- TASK STATEMENT
In the entries below, filter for the word "already" and copy every matching line.

*** ENTRIES SUPPLIED

impl Row {
    pub fn update_all(&self) -> Result<CommitOutcome, OrmError> {
        self.commit(CommitScope::All, &CommitOptions::default())
    }

    pub fn update_valid(&self) -> Result<CommitOutcome, OrmError> {
        self.commit(CommitScope::Valid, &CommitOptions::default())
    }

    pub fn update_changed(&self) -> Result<CommitOutcome, OrmError> {
        self.commit(CommitScope::Changed, &CommitOptions::default())
    }

    pub fn update_changed_valid(&self) -> Result<CommitOutcome, OrmError> {
        self.commit(CommitScope::ChangedValid, &CommitOptions::default())
    }

    pub fn update_changed_included<I, S>(&self, include: I) -> Result<CommitOutcome, OrmError>
    where
        I: IntoIterator<Item = S>,
        S: Into<String>,
    {
        let columns = include.into_iter().map(Into::into).collect();
        self.commit(CommitScope::ChangedIncluded(columns), &CommitOptions::default())
    }

    pub fn update_changed_included_valid<I, S>(
        &self,
        include: I,
    ) -> Result<CommitOutcome, OrmError>
    where
        I: IntoIterator<Item = S>,
        S: Into<String>,
    {
        let columns = include.into_iter().map(Into::into).collect();
        self.commit(
            CommitScope::ChangedIncludedValid(columns),
            &CommitOptions::default(),
        )
    }

    /// Validates and writes the cells selected by `scope`.
    ///
    /// Returns `Committed` with `affected == 0` without touching the store
    /// when no selected cell has changed. Invalid cells abort the commit
    /// before any write unless the scope is lenient, in which case they are
    /// dropped and the report is marked partial; the survivors are then
    /// re-validated without the dropped values. After a store failure the
    /// row keeps its pending changes; an anomaly raised as an error happens
    /// after the write, so the row is already collapsed and journaled.
    pub fn commit(
        &self,
        scope: CommitScope,
        options: &CommitOptions,
    ) -> Result<CommitOutcome, OrmError> {
        let ctx = Arc::clone(self.ctx());
        let settings = ctx.settings.with_options(options);
        let table = ctx.table();
        let key = self.key();
        for column in scope.included() {
            ctx.writable_column(column)?;
        }

        let (submitted, skipped, candidate) = {
            let state = self.live()?;
            let mut submitted = Vec::new();
            for column in ctx.schema.commit_order() {
                let cell = state.cell(table, &column.name)?;
                let changed = cell.has_changed();
                if scope.changed_only()
                    && !changed
                    && !scope.included().contains(&column.name)
                {
                    continue;
                }
                let value = column.hooks().on_update(column, cell.value().clone());
                submitted.push(Submitted {
                    column,
                    value,
                    changed,
                });
            }

            // Lenient scopes re-check the survivors against a row without the
            // dropped values until nothing else drops.
            let initial = state.cells.initial_values();
            let validation = ctx.validation(&settings, Some(key));
            let mut skipped = ValidationReport::default();
            loop {
                let mut row = initial.clone();
                for s in &submitted {
                    row.insert(s.column.name.clone(), s.value.clone());
                }
                let mut failed = ValidationReport::default();
                for s in &submitted {
                    let cell = state.cell(table, &s.column.name)?;
                    let input = CellInput {
                        column: &s.column.name,
                        value: &s.value,
                        error: cell.error(),
                        changed: s.changed,
                    };
                    if let Err(reasons) = validation.complete_validation(input, &row)? {
                        failed.push(s.column.name.clone(), reasons);
                    }
                }
                if failed.is_empty() {
                    break;
                }
                if !scope.is_lenient() {
                    skipped.merge(failed);
                    break;
                }
                submitted.retain(|s| !failed.contains(&s.column.name));
                skipped.merge(failed);
            }
            (submitted, skipped, initial)
        };

        if !skipped.is_empty() && !scope.is_lenient() {
            return refuse(table, Some(key), skipped, &settings).map(CommitOutcome::Invalid);
        }
        let partial = !skipped.is_empty();

        let changes: ChangeSet = submitted
            .iter()
            .map(|s| (s.column.name.clone(), s.value.clone()))
            .collect();
        let mut values = candidate;
        for s in &submitted {
            values.insert(s.column.name.clone(), s.value.clone());
        }
        let verdict = ctx.hooks.final_validation(&CandidateRow {
            table,
            key: Some(key),
            values,
            changes: &changes,
        });
        if let Err(reason) = verdict {
            let mut report = skipped;
            report.push_row(final_reason(reason));
            return refuse(table, Some(key), report, &settings).map(CommitOutcome::Invalid);
        }

        if !submitted.iter().any(|s| s.changed) {
            return Ok(CommitOutcome::Committed(CommitReport {
                key,
                affected: 0,
                partial,
                written: Vec::new(),
                skipped,
            }));
        }

        let written = match ctx.store.write(table, &changes, key) {
            Ok(0) => Err(OrmError::from(StoreError::Ineligible {
                table: table.to_string(),
                key,
            })),
            Ok(n) => Ok(n),
            Err(err) => Err(err.into()),
        };
        let affected = match written {
            Ok(n) => n,
            Err(err) => {
                warn!(table, key, error = %err, "commit: write failed");
                return communicate_failure(err, &settings, table, Some(key), Some(self))
                    .map(CommitOutcome::Failed);
            }
        };
        let mut previous = ChangeSet::new();
        let mut committed = Vec::new();
        {
            let mut state = self.live()?;
            for s in submitted {
                let cell = state.cell_mut(table, &s.column.name)?;
                previous.push(s.column.name.clone(), cell.initial().clone());
                let callback = cell.take_callback();
                cell.set_initial(s.value.clone());
                if s.changed {
                    committed.push((s, callback));
                }
            }
        }
        ctx.journal.lock().record(UndoEntry::Update {
            table: table.to_string(),
            key,
            previous,
        });

        if affected > 1 {
            warn!(table, key, affected, "commit: write affected more than one row");
            if settings.anomaly_is_error {
                // The write landed: cells and journal already reflect it, and
                // commit callbacks are dropped.
                let err = OrmError::CommitAnomaly {
                    table: table.to_string(),
                    key,
                    affected,
                };
                return communicate_failure(err, &settings, table, Some(key), Some(self))
                    .map(CommitOutcome::Failed);
            }
        }

        let report = CommitReport {
            key,
            affected,
            partial,
            written: committed.iter().map(|(s, _)| s.column.name.clone()).collect(),
            skipped,
        };
        debug!(table, key, affected, cells = report.written.len(), partial, "commit: row written");
        if report.is_anomaly() && settings.communicate {
            self.record_message(Message::warning(
                OrmError::CommitAnomaly {
                    table: table.to_string(),
                    key,
                    affected,
                }
                .code_str(),
                table,
                Some(key),
                format!("write affected {affected} rows"),
            ));
        }

        for (s, callback) in committed {
            s.column.hooks().on_committed(s.column, key, &s.value);
            if let Some(callback) = callback {
                callback(&CellCommitted {
                    table: table.to_string(),
                    key,
                    column: s.column.name.clone(),
                    value: s.value,
                });
            }
        }
        ctx.hooks.on_committed(self, &report);
        Ok(CommitOutcome::Committed(report))
    }
}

******

- RESULT OF THE TASK
    /// after the write, so the row is already collapsed and journaled.
                // The write landed: cells and journal already reflect it, and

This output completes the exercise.